What you return must be the complete listing, unchanged.

============================================================

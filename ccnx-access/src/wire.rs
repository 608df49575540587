//! Packet framing: 8-byte fixed header + bincode body.
//!
//! Header layout: version, packet type, total length (u16 BE, header included),
//! hop limit, return code, flags, header length.

use crate::protocol::{
    Message, PACKET_TYPE_CONTENT_OBJECT, PACKET_TYPE_INTEREST, PACKET_TYPE_INTEREST_RETURN,
    PROTOCOL_VERSION,
};

pub const FIXED_HEADER_SIZE: usize = 8;
pub const MAX_PACKET_LEN: usize = u16::MAX as usize;
const DEFAULT_HOP_LIMIT: u8 = 255;

/// Encode a message into one packet.
pub fn encode_packet(msg: &Message) -> Result<Vec<u8>, PacketEncodeError> {
    let body = bincode::serialize(msg).map_err(PacketEncodeError::Encode)?;
    let total = FIXED_HEADER_SIZE + body.len();
    if total > MAX_PACKET_LEN {
        return Err(PacketEncodeError::TooLarge(total));
    }
    let return_code = match msg {
        Message::InterestReturn { code, .. } => code.as_u8(),
        _ => 0,
    };
    let hop_limit = match msg {
        Message::ContentObject(_) => 0,
        _ => DEFAULT_HOP_LIMIT,
    };
    let mut out = Vec::with_capacity(total);
    out.push(PROTOCOL_VERSION);
    out.push(msg.packet_type());
    out.extend_from_slice(&(total as u16).to_be_bytes());
    out.push(hop_limit);
    out.push(return_code);
    out.push(0); // flags
    out.push(FIXED_HEADER_SIZE as u8);
    out.extend_from_slice(&body);
    Ok(out)
}

#[derive(Debug, thiserror::Error)]
pub enum PacketEncodeError {
    #[error("encode error: {0}")]
    Encode(#[from] bincode::Error),
    #[error("packet too large: {0} bytes")]
    TooLarge(usize),
}

/// Decode one packet from the front of `bytes`. Returns the message and the bytes consumed.
/// `NeedMore` means the buffer holds a partial packet.
pub fn decode_packet(bytes: &[u8]) -> Result<(Message, usize), PacketDecodeError> {
    if bytes.len() < FIXED_HEADER_SIZE {
        return Err(PacketDecodeError::NeedMore);
    }
    if bytes[0] != PROTOCOL_VERSION {
        return Err(PacketDecodeError::BadVersion(bytes[0]));
    }
    let packet_type = bytes[1];
    if !matches!(
        packet_type,
        PACKET_TYPE_INTEREST | PACKET_TYPE_CONTENT_OBJECT | PACKET_TYPE_INTEREST_RETURN
    ) {
        return Err(PacketDecodeError::UnknownType(packet_type));
    }
    let total = u16::from_be_bytes([bytes[2], bytes[3]]) as usize;
    let header_len = bytes[7] as usize;
    if header_len < FIXED_HEADER_SIZE || total < header_len {
        return Err(PacketDecodeError::BadLength);
    }
    if bytes.len() < total {
        return Err(PacketDecodeError::NeedMore);
    }
    let msg: Message =
        bincode::deserialize(&bytes[header_len..total]).map_err(PacketDecodeError::Decode)?;
    if msg.packet_type() != packet_type {
        return Err(PacketDecodeError::TypeMismatch);
    }
    Ok((msg, total))
}

#[derive(Debug, thiserror::Error)]
pub enum PacketDecodeError {
    #[error("need more bytes")]
    NeedMore,
    #[error("unsupported version {0}")]
    BadVersion(u8),
    #[error("unknown packet type {0}")]
    UnknownType(u8),
    #[error("inconsistent header lengths")]
    BadLength,
    #[error("header type does not match body")]
    TypeMismatch,
    #[error("decode error: {0}")]
    Decode(#[from] bincode::Error),
}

============================================================

● Written response:
filename ccnx-access/src/wire.rs
repository 608df49575540587
//! Packet framing: 8-byte fixed header + bincode body.
//!
//! Header layout: version, packet type, total length (u16 BE, header included),
//! hop limit, return code, flags, header length.

use crate::protocol::{
    Message, PACKET_TYPE_CONTENT_OBJECT, PACKET_TYPE_INTEREST, PACKET_TYPE_INTEREST_RETURN,
    PROTOCOL_VERSION,
};

pub const FIXED_HEADER_SIZE: usize = 8;
pub const MAX_PACKET_LEN: usize = u16::MAX as usize;
const DEFAULT_HOP_LIMIT: u8 = 255;

/// Encode a message into one packet.
pub fn encode_packet(msg: &Message) -> Result<Vec<u8>, PacketEncodeError> {
    let body = bincode::serialize(msg).map_err(PacketEncodeError::Encode)?;
    let total = FIXED_HEADER_SIZE + body.len();
    if total > MAX_PACKET_LEN {
        return Err(PacketEncodeError::TooLarge(total));
    }
    let return_code = match msg {
        Message::InterestReturn { code, .. } => code.as_u8(),
        _ => 0,
    };
    let hop_limit = match msg {
        Message::ContentObject(_) => 0,
        _ => DEFAULT_HOP_LIMIT,
    };
    let mut out = Vec::with_capacity(total);
    out.push(PROTOCOL_VERSION);
    out.push(msg.packet_type());
    out.extend_from_slice(&(total as u16).to_be_bytes());
    out.push(hop_limit);
    out.push(return_code);
    out.push(0); // flags
    out.push(FIXED_HEADER_SIZE as u8);
    out.extend_from_slice(&body);
    Ok(out)
}

#[derive(Debug, thiserror::Error)]
pub enum PacketEncodeError {
    #[error("encode error: {0}")]
    Encode(#[from] bincode::Error),
    #[error("packet too large: {0} bytes")]
    TooLarge(usize),
}

/// Decode one packet from the front of `bytes`. Returns the message and the bytes consumed.
/// `NeedMore` means the buffer holds a partial packet.
pub fn decode_packet(bytes: &[u8]) -> Result<(Message, usize), PacketDecodeError> {
    if bytes.len() < FIXED_HEADER_SIZE {
        return Err(PacketDecodeError::NeedMore);
    }
    if bytes[0] != PROTOCOL_VERSION {
        return Err(PacketDecodeError::BadVersion(bytes[0]));
    }
    let packet_type = bytes[1];
    if !matches!(
        packet_type,
        PACKET_TYPE_INTEREST | PACKET_TYPE_CONTENT_OBJECT | PACKET_TYPE_INTEREST_RETURN
    ) {
        return Err(PacketDecodeError::UnknownType(packet_type));
    }
    let total = u16::from_be_bytes([bytes[2], bytes[3]]) as usize;
    let header_len = bytes[7] as usize;
    if header_len < FIXED_HEADER_SIZE || total < header_len {
        return Err(PacketDecodeError::BadLength);
    }
    if bytes.len() < total {
        return Err(PacketDecodeError::NeedMore);
    }
    let msg: Message =
        bincode::deserialize(&bytes[header_len..total]).map_err(PacketDecodeError::Decode)?;
    if msg.packet_type() != packet_type {
        return Err(PacketDecodeError::TypeMismatch);
    }
    Ok((msg, total))
}

#[derive(Debug, thiserror::Error)]
pub enum PacketDecodeError {
    #[error("need more bytes")]
    NeedMore,
    #[error("unsupported version {0}")]
    BadVersion(u8),
    #[error("unknown packet type {0}")]
    UnknownType(u8),
    #[error("inconsistent header lengths")]
    BadLength,
    #[error("header type does not match body")]
    TypeMismatch,
    #[error("decode error: {0}")]
    Decode(#[from] bincode::Error),
}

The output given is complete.